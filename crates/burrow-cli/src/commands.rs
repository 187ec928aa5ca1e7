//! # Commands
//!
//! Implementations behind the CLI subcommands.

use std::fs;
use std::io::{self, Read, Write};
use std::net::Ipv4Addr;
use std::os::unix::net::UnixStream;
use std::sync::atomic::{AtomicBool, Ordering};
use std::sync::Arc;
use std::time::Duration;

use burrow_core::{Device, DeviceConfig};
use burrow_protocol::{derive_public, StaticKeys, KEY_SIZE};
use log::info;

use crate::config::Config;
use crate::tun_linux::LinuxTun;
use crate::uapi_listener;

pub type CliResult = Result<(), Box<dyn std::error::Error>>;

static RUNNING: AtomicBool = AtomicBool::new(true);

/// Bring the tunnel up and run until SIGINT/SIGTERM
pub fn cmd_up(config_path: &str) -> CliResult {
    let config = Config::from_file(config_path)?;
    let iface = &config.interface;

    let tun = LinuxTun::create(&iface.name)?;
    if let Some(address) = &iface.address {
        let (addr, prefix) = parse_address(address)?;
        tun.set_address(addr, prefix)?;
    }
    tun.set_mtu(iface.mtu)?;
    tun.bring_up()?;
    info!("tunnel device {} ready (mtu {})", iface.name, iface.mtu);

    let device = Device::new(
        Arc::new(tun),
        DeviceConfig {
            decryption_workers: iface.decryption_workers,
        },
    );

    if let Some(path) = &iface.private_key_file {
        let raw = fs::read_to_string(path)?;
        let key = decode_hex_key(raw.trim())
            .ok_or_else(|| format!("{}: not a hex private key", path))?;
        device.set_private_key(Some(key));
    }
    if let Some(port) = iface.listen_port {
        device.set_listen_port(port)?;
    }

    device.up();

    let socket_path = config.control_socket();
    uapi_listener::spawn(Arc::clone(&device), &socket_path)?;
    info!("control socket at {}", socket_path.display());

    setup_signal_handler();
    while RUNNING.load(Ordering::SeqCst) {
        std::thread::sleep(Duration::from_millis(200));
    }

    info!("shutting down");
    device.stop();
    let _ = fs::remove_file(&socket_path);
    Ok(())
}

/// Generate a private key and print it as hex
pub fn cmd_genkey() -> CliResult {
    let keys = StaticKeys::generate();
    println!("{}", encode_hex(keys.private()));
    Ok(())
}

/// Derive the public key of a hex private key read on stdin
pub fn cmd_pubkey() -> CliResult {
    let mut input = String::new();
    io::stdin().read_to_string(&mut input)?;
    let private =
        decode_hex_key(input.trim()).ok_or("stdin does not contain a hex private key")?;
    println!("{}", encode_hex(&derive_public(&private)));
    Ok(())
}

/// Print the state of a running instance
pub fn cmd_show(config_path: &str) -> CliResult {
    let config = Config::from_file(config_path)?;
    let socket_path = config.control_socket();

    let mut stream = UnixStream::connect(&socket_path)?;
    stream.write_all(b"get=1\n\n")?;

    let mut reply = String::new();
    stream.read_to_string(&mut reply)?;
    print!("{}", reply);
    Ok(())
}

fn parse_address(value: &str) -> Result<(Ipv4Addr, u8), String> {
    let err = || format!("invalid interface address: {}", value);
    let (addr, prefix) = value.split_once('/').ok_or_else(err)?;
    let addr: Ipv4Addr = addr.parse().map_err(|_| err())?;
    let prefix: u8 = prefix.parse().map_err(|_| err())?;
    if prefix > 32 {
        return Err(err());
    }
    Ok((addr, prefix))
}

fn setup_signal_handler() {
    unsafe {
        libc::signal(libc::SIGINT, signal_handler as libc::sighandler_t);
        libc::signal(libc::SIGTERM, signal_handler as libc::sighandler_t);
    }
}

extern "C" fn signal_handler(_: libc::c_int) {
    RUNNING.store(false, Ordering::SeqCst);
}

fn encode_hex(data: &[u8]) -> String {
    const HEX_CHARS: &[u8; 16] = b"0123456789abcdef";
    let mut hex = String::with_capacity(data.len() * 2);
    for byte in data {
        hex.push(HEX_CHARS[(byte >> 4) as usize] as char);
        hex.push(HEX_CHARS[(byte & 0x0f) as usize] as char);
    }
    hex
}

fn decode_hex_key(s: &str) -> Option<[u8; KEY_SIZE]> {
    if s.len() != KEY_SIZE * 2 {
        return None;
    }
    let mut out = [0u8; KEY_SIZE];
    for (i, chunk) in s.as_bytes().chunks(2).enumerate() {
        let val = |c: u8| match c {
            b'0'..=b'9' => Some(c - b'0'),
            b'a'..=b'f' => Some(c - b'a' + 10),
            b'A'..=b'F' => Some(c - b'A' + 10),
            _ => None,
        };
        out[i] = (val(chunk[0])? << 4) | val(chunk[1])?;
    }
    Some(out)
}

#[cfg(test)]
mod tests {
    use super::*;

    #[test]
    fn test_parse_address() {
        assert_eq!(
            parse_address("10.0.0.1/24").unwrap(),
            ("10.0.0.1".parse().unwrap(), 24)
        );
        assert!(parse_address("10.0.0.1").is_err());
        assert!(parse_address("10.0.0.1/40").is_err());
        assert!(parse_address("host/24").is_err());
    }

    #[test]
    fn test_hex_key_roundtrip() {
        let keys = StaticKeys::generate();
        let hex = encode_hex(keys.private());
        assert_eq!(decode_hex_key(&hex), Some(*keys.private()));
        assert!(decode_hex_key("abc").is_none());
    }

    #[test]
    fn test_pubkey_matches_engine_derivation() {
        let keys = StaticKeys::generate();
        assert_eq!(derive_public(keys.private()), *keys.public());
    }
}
************
— Exercise prompt —
Produce an exact copy of all the records.

— Task answer —
filename crates/burrow-cli/src/commands.rs
repository 187ec928aa5ca1e7
//! # Commands
//!
//! Implementations behind the CLI subcommands.

use std::fs;
use std::io::{self, Read, Write};
use std::net::Ipv4Addr;
use std::os::unix::net::UnixStream;
use std::sync::atomic::{AtomicBool, Ordering};
use std::sync::Arc;
use std::time::Duration;

use burrow_core::{Device, DeviceConfig};
use burrow_protocol::{derive_public, StaticKeys, KEY_SIZE};
use log::info;

use crate::config::Config;
use crate::tun_linux::LinuxTun;
use crate::uapi_listener;

pub type CliResult = Result<(), Box<dyn std::error::Error>>;

static RUNNING: AtomicBool = AtomicBool::new(true);

/// Bring the tunnel up and run until SIGINT/SIGTERM
pub fn cmd_up(config_path: &str) -> CliResult {
    let config = Config::from_file(config_path)?;
    let iface = &config.interface;

    let tun = LinuxTun::create(&iface.name)?;
    if let Some(address) = &iface.address {
        let (addr, prefix) = parse_address(address)?;
        tun.set_address(addr, prefix)?;
    }
    tun.set_mtu(iface.mtu)?;
    tun.bring_up()?;
    info!("tunnel device {} ready (mtu {})", iface.name, iface.mtu);

    let device = Device::new(
        Arc::new(tun),
        DeviceConfig {
            decryption_workers: iface.decryption_workers,
        },
    );

    if let Some(path) = &iface.private_key_file {
        let raw = fs::read_to_string(path)?;
        let key = decode_hex_key(raw.trim())
            .ok_or_else(|| format!("{}: not a hex private key", path))?;
        device.set_private_key(Some(key));
    }
    if let Some(port) = iface.listen_port {
        device.set_listen_port(port)?;
    }

    device.up();

    let socket_path = config.control_socket();
    uapi_listener::spawn(Arc::clone(&device), &socket_path)?;
    info!("control socket at {}", socket_path.display());

    setup_signal_handler();
    while RUNNING.load(Ordering::SeqCst) {
        std::thread::sleep(Duration::from_millis(200));
    }

    info!("shutting down");
    device.stop();
    let _ = fs::remove_file(&socket_path);
    Ok(())
}

/// Generate a private key and print it as hex
pub fn cmd_genkey() -> CliResult {
    let keys = StaticKeys::generate();
    println!("{}", encode_hex(keys.private()));
    Ok(())
}

/// Derive the public key of a hex private key read on stdin
pub fn cmd_pubkey() -> CliResult {
    let mut input = String::new();
    io::stdin().read_to_string(&mut input)?;
    let private =
        decode_hex_key(input.trim()).ok_or("stdin does not contain a hex private key")?;
    println!("{}", encode_hex(&derive_public(&private)));
    Ok(())
}

/// Print the state of a running instance
pub fn cmd_show(config_path: &str) -> CliResult {
    let config = Config::from_file(config_path)?;
    let socket_path = config.control_socket();

    let mut stream = UnixStream::connect(&socket_path)?;
    stream.write_all(b"get=1\n\n")?;

    let mut reply = String::new();
    stream.read_to_string(&mut reply)?;
    print!("{}", reply);
    Ok(())
}

fn parse_address(value: &str) -> Result<(Ipv4Addr, u8), String> {
    let err = || format!("invalid interface address: {}", value);
    let (addr, prefix) = value.split_once('/').ok_or_else(err)?;
    let addr: Ipv4Addr = addr.parse().map_err(|_| err())?;
    let prefix: u8 = prefix.parse().map_err(|_| err())?;
    if prefix > 32 {
        return Err(err());
    }
    Ok((addr, prefix))
}

fn setup_signal_handler() {
    unsafe {
        libc::signal(libc::SIGINT, signal_handler as libc::sighandler_t);
        libc::signal(libc::SIGTERM, signal_handler as libc::sighandler_t);
    }
}

extern "C" fn signal_handler(_: libc::c_int) {
    RUNNING.store(false, Ordering::SeqCst);
}

fn encode_hex(data: &[u8]) -> String {
    const HEX_CHARS: &[u8; 16] = b"0123456789abcdef";
    let mut hex = String::with_capacity(data.len() * 2);
    for byte in data {
        hex.push(HEX_CHARS[(byte >> 4) as usize] as char);
        hex.push(HEX_CHARS[(byte & 0x0f) as usize] as char);
    }
    hex
}

fn decode_hex_key(s: &str) -> Option<[u8; KEY_SIZE]> {
    if s.len() != KEY_SIZE * 2 {
        return None;
    }
    let mut out = [0u8; KEY_SIZE];
    for (i, chunk) in s.as_bytes().chunks(2).enumerate() {
        let val = |c: u8| match c {
            b'0'..=b'9' => Some(c - b'0'),
            b'a'..=b'f' => Some(c - b'a' + 10),
            b'A'..=b'F' => Some(c - b'A' + 10),
            _ => None,
        };
        out[i] = (val(chunk[0])? << 4) | val(chunk[1])?;
    }
    Some(out)
}

#[cfg(test)]
mod tests {
    use super::*;

    #[test]
    fn test_parse_address() {
        assert_eq!(
            parse_address("10.0.0.1/24").unwrap(),
            ("10.0.0.1".parse().unwrap(), 24)
        );
        assert!(parse_address("10.0.0.1").is_err());
        assert!(parse_address("10.0.0.1/40").is_err());
        assert!(parse_address("host/24").is_err());
    }

    #[test]
    fn test_hex_key_roundtrip() {
        let keys = StaticKeys::generate();
        let hex = encode_hex(keys.private());
        assert_eq!(decode_hex_key(&hex), Some(*keys.private()));
        assert!(decode_hex_key("abc").is_none());
    }

    #[test]
    fn test_pubkey_matches_engine_derivation() {
        let keys = StaticKeys::generate();
        assert_eq!(derive_public(keys.private()), *keys.public());
    }
}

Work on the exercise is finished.